Friday, 1 August 2008

Leap Year (1921)

Piper Hall is where we find Jeremiah Piper, irascible and struck by plenty of ailments. He decides he's going to close up the house and head off to the hot springs to recover, sending his heir and nephew Stanley off somewhere where he can't cause any trouble, given that he falls in love with every girl he meets. Given Jeremiah's nurse's reaction to this, they return the favour, even though he's the size you'd expect Fatty Arbuckle to be and a chronic stutterer to boot. Then again he's heir to millions.

So off goes Stanley to Catalina Island where he gets himself into all sorts of trouble, because he has no clue how to tell anyone anything clearer. Trying to help out a young lady called Molly Morris, who is having an argument with her boyfriend on a golf course, she thinks he's proposing marriage. So he runs away and tries to find a way out of it by talking with Loris Keene, the lady companion of a married friend whose wife is about to arrive. She takes it the wrong way and thinks he's proposing to her. So off swims Stanley out to sea to get away from both of them, only to run into a boat where Irene Rutherford, thinks he swam over on purpose to propose to her.

You know this can't progress happily, as Fatty tries to avoid being married to three women at once and being arrested for 'trigamy'. Naturally every attempt to get rid of any of them backfires and makes the catastrophe even more certain. At least Arbuckle gets to show off his admirable and ever surprising talent for physical acrobatics in trying to persuade them each that he's afflicted with fits. At least it ends happily and a remake title would likely be Four Weddings and a Trip to the Asylum. Yes, it's contrived. No, we don't care.

However it all ended even more unhappily than you could imagine. This film was never released theatrically, given that in real life Arbuckle was embroiled in a scandal that would wreck his career. A young actress called Virginia Rappe died three days after a party with Arbuckle and a couple of other industry names at a San Francisco Hotel. Rappe died of peritonitis caused by a ruptured badder, probably because she wasn't hospitalised for two days, given that the hotel doctor thought she was merely drunk. However Rappe's companion at the time accused Arbuckle of rape, which through the actions of newspapers and prosecutors with agendas of their own, worked its way through three trials and became rape, sodomy with a coke bottle and manslaughter.

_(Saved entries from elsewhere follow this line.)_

#[cfg(test)]
mod tests {
    use super::*;
    use liana_dom::{topology, DomRef};

    #[test]
    fn keys_go_stale_after_remove() {
        let mut dom = RefDom::new();
        let window = dom.create_window();
        let div = dom.create_element(window, Tag::Other);
        assert!(dom.is_alive(div));
        dom.remove(div);
        assert!(!dom.is_alive(div));
        assert_eq!(dom.tag(div), None);
    }

    #[test]
    fn contains_is_inclusive_and_follows_parents() {
        let mut dom = RefDom::new();
        let window = dom.create_window();
        let root = dom.document_root(window);
        let outer = dom.create_element(window, Tag::Other);
        let inner = dom.create_element(window, Tag::Other);
        dom.append_child(root, outer);
        dom.append_child(outer, inner);

        assert!(dom.contains(outer, outer));
        assert!(dom.contains(root, inner));
        assert!(!dom.contains(inner, outer));
    }

    #[test]
    fn node_in_doc_covers_root_parent_and_detached_cases() {
        let mut dom = RefDom::new();
        let window = dom.create_window();
        let root = dom.document_root(window);
        let child = dom.create_element(window, Tag::Other);
        dom.append_child(root, child);

        // The root element itself and its subtree count as in-document.
        assert!(topology::is_node_in_doc(&dom, root));
        assert!(topology::is_node_in_doc(&dom, child));

        // A fully detached subtree does not.
        dom.detach(child);
        assert!(!topology::is_node_in_doc(&dom, child));
    }

    #[test]
    fn iframe_window_round_trip() {
        let mut dom = RefDom::new();
        let top = dom.create_window();
        let top_root = dom.document_root(top);
        let iframe = dom.create_element(top, Tag::Iframe);
        dom.append_child(top_root, iframe);
        let inner = dom.create_iframe_window(iframe);
        let inner_node = dom.create_element(inner, Tag::Other);
        dom.append_child(dom.document_root(inner), inner_node);

        // getWindow of the iframe element is its content window...
        assert_eq!(topology::get_window(&dom, DomRef::Node(iframe)), Some(inner));
        // ...and the iframe element of a node inside is the original iframe.
        assert_eq!(topology::get_iframe_element(&dom, inner_node), Some(iframe));

        assert!(topology::is_in_iframe(&dom, inner_node));
        assert!(!topology::is_in_iframe(&dom, iframe));
        assert_eq!(dom.top_window(inner), top);
    }

    #[test]
    fn listener_binds_are_recorded_and_idempotent_in_effect() {
        let mut dom = RefDom::new();
        let window = dom.create_window();
        dom.bind_window_events(window, ListenerKinds::DRAG_SET);
        dom.bind_window_events(window, ListenerKinds::MOUSE_MOVE);
        dom.unbind_window_events(window, ListenerKinds::MOUSE_MOVE);

        assert_eq!(dom.listeners(window), ListenerKinds::DRAG_SET);
        assert_eq!(dom.bind_log().len(), 3);
    }
}
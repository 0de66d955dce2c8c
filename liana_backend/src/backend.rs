// Copyright 2026 the Liana Authors
// SPDX-License-Identifier: Apache-2.0 OR MIT

//! The drag-and-drop backend state machine.
//!
//! One [`DragBackend`] instance binds to one window and reduces the noisy
//! capture/bubble drag event stream to a single consistent logical sequence
//! of begin-drag / hover / drop / end-drag actions on the external manager.
//!
//! ## Event flow
//!
//! The host routes each window-level drag event into [`DragBackend::handle`].
//! For kinds with an element phase the backend walks the event target's
//! ancestor path itself, gathering registered source or target IDs
//! nearest-first into a transient buffer — the equivalent of element-level
//! listeners firing between the capture and bubble window listeners — and
//! then runs the top-level handler, which consults the gathered IDs plus the
//! monitor to issue at most one logical action.
//!
//! ## Implicit states
//!
//! There is no state enum; the machine's state is derived from its fields:
//! idle (nothing tracked, monitor not dragging), internal drag pending
//! (dragstart seen, candidates gathered), internal drag active
//! (`current_source` set), native drag active (`current_native` set). The
//! two "active" states are mutually exclusive — native drags bypass the
//! internal source path entirely.
//!
//! ## Deferred publication
//!
//! Publishing an accepted internal source is deferred to the host's next
//! turn by default so the browser can screenshot the not-yet-dragging DOM
//! state for its native drag image. The deferral is an explicit task guarded
//! by a drag epoch: if a new drag sequence starts first,
//! [`DragBackend::flush_deferred_publish`] detects the epoch mismatch and
//! does nothing.

use alloc::rc::Rc;
use core::cell::RefCell;
use core::fmt;
use core::mem;

use hashbrown::HashMap;
use kurbo::Point;
use smallvec::SmallVec;
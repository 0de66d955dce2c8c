// Copyright 2026 the Liana Authors
// SPDX-License-Identifier: Apache-2.0 OR MIT

//! The host tree trait and its key types.

use core::fmt::Debug;
use core::hash::Hash;

use kurbo::{Rect, Size, Vec2};

use crate::event::ListenerKinds;

/// Element tags the backend cares about.
///
/// Hosts map their tag names through [`Tag::from_name`]; everything the
/// backend does not special-case collapses to [`Tag::Other`].
#[derive(Copy, Clone, Debug, PartialEq, Eq, Hash)]
pub enum Tag {
    /// The document root element.
    Html,
    /// The document body.
    Body,
    /// A nested browsing context host.
    Iframe,
    /// An image element.
    Img,
    /// A text input.
    Input,
    /// A select control.
    Select,
    /// A multi-line text input.
    TextArea,
    /// Any other element.
    Other,
}

impl Tag {
    /// Map a tag name, ASCII-case-insensitively.
    #[must_use]
    pub fn from_name(name: &str) -> Self {
        if name.eq_ignore_ascii_case("html") {
            Self::Html
        } else if name.eq_ignore_ascii_case("body") {
            Self::Body
        } else if name.eq_ignore_ascii_case("iframe") {
            Self::Iframe
        } else if name.eq_ignore_ascii_case("img") {
            Self::Img
        } else if name.eq_ignore_ascii_case("input") {
            Self::Input
        } else if name.eq_ignore_ascii_case("select") {
            Self::Select
        } else if name.eq_ignore_ascii_case("textarea") {
            Self::TextArea
        } else {
            Self::Other
        }
    }
}

/// A polymorphic reference into the host tree: either a node or a window.
///
/// Mirrors the original DOM's habit of letting windows, documents, iframe
/// elements, and plain nodes all stand in for "a place with an owning
/// window". Documents are identified with their window (the mapping is 1:1),
/// so there is no third variant.
#[derive(Copy, Clone, Debug, PartialEq, Eq, Hash)]
pub enum DomRef<N, W> {
    /// A node key.
    Node(N),
    /// A window key.
    Window(W),
}

/// Queries and mutations the backend needs from the host's DOM.
///
/// Implementations answer with plain values; every method must be cheap and
/// synchronous because they are called from inside event dispatch. A key that
/// no longer names a live node should answer `None`/defaults rather than
/// panic — keys are weak references and the backend treats absent answers as
/// "node went away".
///
/// ## Geometry contract
///
/// - [`bounding_client_rect`](Self::bounding_client_rect) is
///   viewport-relative, post-transform.
/// - [`offset_position`](Self::offset_position),
///   [`scroll_offset`](Self::scroll_offset) and
///   [`border_offset`](Self::border_offset) follow the CSS offset model
///   (`offsetLeft/Top`, `scrollLeft/Top`, `clientLeft/Top`).
/// - [`contains`](Self::contains) is inclusive: `contains(n, n)` is `true`.
pub trait DomTree {
    /// Opaque node key.
    type Node: Copy + Eq + Hash + Debug;
    /// Opaque window key. Each window owns exactly one document.
    type Window: Copy + Eq + Hash + Debug;

    /// Tag of the node, or `None` for non-elements and dead keys.
    fn tag(&self, node: Self::Node) -> Option<Tag>;
    /// Whether the node is an element (as opposed to text or other node kinds).
    fn is_element(&self, node: Self::Node) -> bool;
    /// The node itself if it is an element, else its parent element.
    fn nearest_element(&self, node: Self::Node) -> Option<Self::Node>;
    /// Parent node, if any.
    fn parent(&self, node: Self::Node) -> Option<Self::Node>;
    /// Inclusive subtree containment.
    fn contains(&self, ancestor: Self::Node, node: Self::Node) -> bool;

    /// The window owning the node's document.
    fn owner_window(&self, node: Self::Node) -> Option<Self::Window>;
    /// The browsing context hosted by an iframe element.
    fn content_window(&self, iframe: Self::Node) -> Option<Self::Window>;
    /// The top window of a window's frame chain (itself if unframed).
    fn top_window(&self, window: Self::Window) -> Self::Window;
    /// The iframe element hosting this window, or `None` at the top.
    fn frame_element(&self, window: Self::Window) -> Option<Self::Node>;
    /// The root element of the window's document.
    fn document_element(&self, window: Self::Window) -> Option<Self::Node>;

    /// Viewport-relative bounding rectangle of an element.
    fn bounding_client_rect(&self, node: Self::Node) -> Option<Rect>;
    /// CSS offset parent.
    fn offset_parent(&self, node: Self::Node) -> Option<Self::Node>;
    /// `offsetLeft`/`offsetTop` relative to the offset parent.
    fn offset_position(&self, node: Self::Node) -> Vec2;
    /// `scrollLeft`/`scrollTop`.
    fn scroll_offset(&self, node: Self::Node) -> Vec2;
    /// `clientLeft`/`clientTop`: the border widths.
    fn border_offset(&self, node: Self::Node) -> Vec2;
    /// Document-level scroll of a window (its root element's scroll).
    fn document_scroll(&self, window: Self::Window) -> Vec2;
    /// `offsetWidth`/`offsetHeight`.
    fn offset_size(&self, node: Self::Node) -> Size;
    /// Intrinsic size, for elements that have one (images).
    fn intrinsic_size(&self, node: Self::Node) -> Option<Size>;
    /// Computed CSS width, when resolvable.
    fn css_width(&self, node: Self::Node) -> Option<f64>;
    /// Device pixel ratio of the window.
    fn device_pixel_ratio(&self, window: Self::Window) -> f64;

    /// Whether the node carries an explicit draggable marking.
    fn is_draggable(&self, node: Self::Node) -> bool;
    /// Whether the node is content-editable.
    fn is_content_editable(&self, node: Self::Node) -> bool;

    /// Mark or unmark the node as draggable.
    fn set_draggable(&mut self, node: Self::Node, draggable: bool);

    /// Attach host listeners for the given kinds on a window.
    ///
    /// The backend calls this at most once per window while the window's
    /// registration refcount is positive; hosts only need to forward to their
    /// real `addEventListener` equivalents.
    fn bind_window_events(&mut self, window: Self::Window, kinds: ListenerKinds);
    /// Detach host listeners previously bound with
    /// [`bind_window_events`](Self::bind_window_events).
    fn unbind_window_events(&mut self, window: Self::Window, kinds: ListenerKinds);

    /// Whether a backend is already attached to this window.
    fn backend_attached(&self, window: Self::Window) -> bool;
    /// Record backend attachment on the window itself.
    ///
    /// The flag lives on the window, not in the backend, so that a second
    /// backend instance created against the same window can be refused.
    fn set_backend_attached(&mut self, window: Self::Window, attached: bool);

    /// Ask the host to start a drag for this node explicitly.
    ///
    /// Only meaningful on [`Engine::Legacy`](crate::Engine::Legacy) hosts;
    /// returns whether the host supports the call.
    fn explicit_drag_start(&mut self, node: Self::Node) -> bool;
}

#[cfg(test)]
mod tests {
    use super::*;

    #[test]
    fn tag_matching_is_case_insensitive() {
        assert_eq!(Tag::from_name("iframe"), Tag::Iframe);
        assert_eq!(Tag::from_name("IFrame"), Tag::Iframe);
        assert_eq!(Tag::from_name("IMG"), Tag::Img);
        assert_eq!(Tag::from_name("textarea"), Tag::TextArea);
        assert_eq!(Tag::from_name("div"), Tag::Other);
        assert_eq!(Tag::from_name(""), Tag::Other);
    }
}
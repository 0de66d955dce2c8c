// Copyright 2026 the Liana Authors
// SPDX-License-Identifier: Apache-2.0 OR MIT

//! Element and event positions in client, page, and viewport space.
//!
//! Page offsets accumulate the CSS offset-parent chain (`offset − scroll +
//! border` per ancestor, with the body-level document-scroll fallback).
//! Cross-frame variants then fold in the hosting iframe's own offset, scaled
//! by the iframe's zoom factor — the ratio of its rendered width to its CSS
//! width, which compensates for iframe content scaling under browser zoom.

use kurbo::{Point, Vec2};

use liana_dom::topology;
use liana_dom::{DomTree, DragEvent, Tag};

/// How far offset accumulation follows frame boundaries.
#[derive(Copy, Clone, Debug, PartialEq, Eq)]
pub enum FrameScope {
    /// Measure within the node's own window.
    Local,
    /// Accumulate through hosting iframes up to the top window.
    TopWindow,
}

/// The four offset variants attached to begin-drag and hover actions.
#[derive(Copy, Clone, Debug, PartialEq)]
pub struct EventOffset {
    /// Viewport-relative, in the event's own window.
    pub client: Point,
    /// Viewport-relative, in the top window's space.
    pub client_to_top_window: Point,
    /// Document-relative, in the event's own window.
    pub page: Option<Point>,
    /// Document-relative, in the top window's space.
    pub page_to_top_window: Option<Point>,
}

/// Round to two decimal places without leaving `core`.
fn round_hundredths(v: f64) -> f64 {
    let scaled = v * 100.0;
    let nudged = if scaled >= 0.0 { scaled + 0.5 } else { scaled - 0.5 };
    #[expect(clippy::cast_possible_truncation, reason = "offsets are far below 2^53")]
    let whole = nudged as i64;
    whole as f64 / 100.0
}

/// Bounding-box top-left of the nearest element, or `None` if there is none.
#[must_use]
pub fn get_node_client_offset<D: DomTree>(dom: &D, node: D::Node) -> Option<Point> {
    let el = dom.nearest_element(node)?;
    dom.bounding_client_rect(el).map(|r| r.origin())
}

/// The zoom factor applied to an iframe's content.
///
/// Rendered width over CSS width, rounded to two decimals; `1.0` when the
/// CSS width is unavailable or degenerate.
#[must_use]
pub fn iframe_zoom_factor<D: DomTree>(dom: &D, iframe: D::Node) -> f64 {
    let rendered = dom.bounding_client_rect(iframe).map_or(0.0, |r| r.width());
    match dom.css_width(iframe) {
        Some(css) if css > 0.0 && rendered > 0.0 => round_hundredths(rendered / css),
        _ => 1.0,
    }
}

/// Fold a local offset into the hosting frame's space.
fn across_frame<D: DomTree>(
    dom: &D,
    local: Point,
    iframe: D::Node,
    iframe_offset: Option<Point>,
) -> Point {
    let zoom = iframe_zoom_factor(dom, iframe);
    let base = iframe_offset.unwrap_or(Point::ZERO);
    Point::new(local.x * zoom + base.x, local.y * zoom + base.y)
}

/// Document-relative offset via the offset-parent chain.
///
/// With [`FrameScope::TopWindow`], a node inside a nested frame additionally
/// accumulates the hosting iframe's page offset, scaled by the iframe zoom
/// factor, recursively to the top window.
#[must_use]
pub fn offset_to_page<D: DomTree>(dom: &D, node: D::Node, scope: FrameScope) -> Option<Point> {
    let source = dom.nearest_element(node)?;
    let mut offset = dom.offset_position(source);
    let mut el = source;
    while let Some(ancestor) = dom.offset_parent(el) {
        el = ancestor;
        if dom.tag(el) == Some(Tag::Body) {
            // The body's own scroll may be zero with the page scroll living
            // on the document element instead.
            let doc_scroll = dom
                .owner_window(el)
                .map_or(Vec2::ZERO, |w| dom.document_scroll(w));
            let scroll = dom.scroll_offset(el);
            let sx = if scroll.x != 0.0 { scroll.x } else { doc_scroll.x };
            let sy = if scroll.y != 0.0 { scroll.y } else { doc_scroll.y };
            offset += dom.offset_position(el) - Vec2::new(sx, sy) + dom.border_offset(el);
        } else {
            offset += dom.offset_position(el) - dom.scroll_offset(el) + dom.border_offset(el);
        }
    }

    let mut page = offset.to_point();
    if scope == FrameScope::TopWindow && topology::is_in_iframe(dom, source) {
        if let Some(iframe) = topology::get_iframe_element(dom, source) {
            let hosting = offset_to_page(dom, iframe, FrameScope::TopWindow);
            page = across_frame(dom, page, iframe, hosting);
        }
    }
    Some(page)
}

/// Viewport-relative offset, with the same cross-frame accumulation as
/// [`offset_to_page`].
#[must_use]
pub fn offset_to_viewport<D: DomTree>(dom: &D, node: D::Node, scope: FrameScope) -> Option<Point> {
    let el = dom.nearest_element(node)?;
    let mut viewport = dom.bounding_client_rect(el)?.origin();
    if scope == FrameScope::TopWindow && topology::is_in_iframe(dom, el) {
        if let Some(iframe) = topology::get_iframe_element(dom, el) {
            let hosting = offset_to_viewport(dom, iframe, FrameScope::TopWindow);
            viewport = across_frame(dom, viewport, iframe, hosting);
        }
    }
    Some(viewport)
}

/// Viewport-relative event position.
///
/// Uses the event's client coordinates directly; with
/// [`FrameScope::TopWindow`], folds in the hosting iframe's viewport offset.
#[must_use]
pub fn get_event_client_offset<D: DomTree, T>(
    dom: &D,
    event: &DragEvent<D::Node, D::Window, T>,
    scope: FrameScope,
) -> Point {
    let mut offset = event.client;
    if scope == FrameScope::TopWindow && topology::is_in_iframe(dom, event.target) {
        if let Some(iframe) = topology::get_iframe_element(dom, event.target) {
            let hosting = offset_to_viewport(dom, iframe, FrameScope::TopWindow);
            offset = across_frame(dom, offset, iframe, hosting);
        }
    }
    offset
}

/// Document-relative event position.
///
/// Derived from the event's element-relative offset plus the target
/// element's page offset plus its border widths. The event's own page
/// coordinates are never used; they are unreliable inside iframes.
#[must_use]
pub fn get_event_page_offset<D: DomTree, T>(
    dom: &D,
    event: &DragEvent<D::Node, D::Window, T>,
    scope: FrameScope,
) -> Option<Point> {
    let el = dom.nearest_element(event.target)?;
    let el_page = offset_to_page(dom, el, FrameScope::Local)?;
    let border = dom.border_offset(el);
    let mut offset = Point::new(
        event.offset_in_target.x + el_page.x + border.x,
        event.offset_in_target.y + el_page.y + border.y,
    );
    if scope == FrameScope::TopWindow && topology::is_in_iframe(dom, el) {
        if let Some(iframe) = topology::get_iframe_element(dom, el) {
            let hosting = offset_to_page(dom, iframe, FrameScope::TopWindow);
            offset = across_frame(dom, offset, iframe, hosting);
        }
    }
    Some(offset)
}

/// All four offset variants for one event.
///
/// This is the canonical payload attached to hover and begin-drag actions.
#[must_use]
pub fn get_event_offset<D: DomTree, T>(
    dom: &D,
    event: &DragEvent<D::Node, D::Window, T>,
) -> EventOffset {
    EventOffset {
        client: get_event_client_offset(dom, event, FrameScope::Local),
        client_to_top_window: get_event_client_offset(dom, event, FrameScope::TopWindow),
        page: get_event_page_offset(dom, event, FrameScope::Local),
        page_to_top_window: get_event_page_offset(dom, event, FrameScope::TopWindow),
    }
}

#[cfg(test)]
mod tests {
    use super::*;

    #[test]
    fn rounding_to_hundredths() {
        assert_eq!(round_hundredths(1.996), 2.0);
        assert_eq!(round_hundredths(0.125), 0.13);
        assert_eq!(round_hundredths(-0.125), -0.13);
        assert_eq!(round_hundredths(2.0), 2.0);
    }
}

Arbuckle was acquitted each time but his career was over. It's easy to see what his critics and accusers would have made of this film, even though Fatty wasn't trying to acquire most of these lady friends. The scandal makes this a fascinating film, but it wouldn't have been a bad one without it. I'm still not an Arbuckle fan, but both he and his films improved over time, to my eyes. He's always better when he gets the opportunity to leap around because with the exception of Sammo Hung, he's probably the best example of someone who is amazingly agile without ever giving the impression that they could possibly be amazingly agile.

Backing him both as a screen uncle and in the amazingly agile stakes is Lucien Littlefield, and Clarence Geldart, Allen Dunell and John McKinnon back them up. The girls all impress: Mary Thurman as the nurse, Gertrude Short as Molly, Harriet Hammond as Loris and Maude Wayne as Irene. Thurman is trying to look like Louise Brooks; Short would be trying to be Una Merkel in sappy mode, if only Una Merkel had been around at this point in time to copy; and Hammond and Wayne both look familiar, though they shouldn't. I've seen Wayne a few times in bit parts in silent movies and Hammond not all.

1 comment:

WaverBoy said...

Nice write-up. Just had some friends over last night to watch this, and we all really enjoyed it. I always like a good door-slamming farce.

One note -- Mary Thurman wasn't attempting to ape Louise Brooks, as Brooks' screen debut wasn't until four years later in 1925.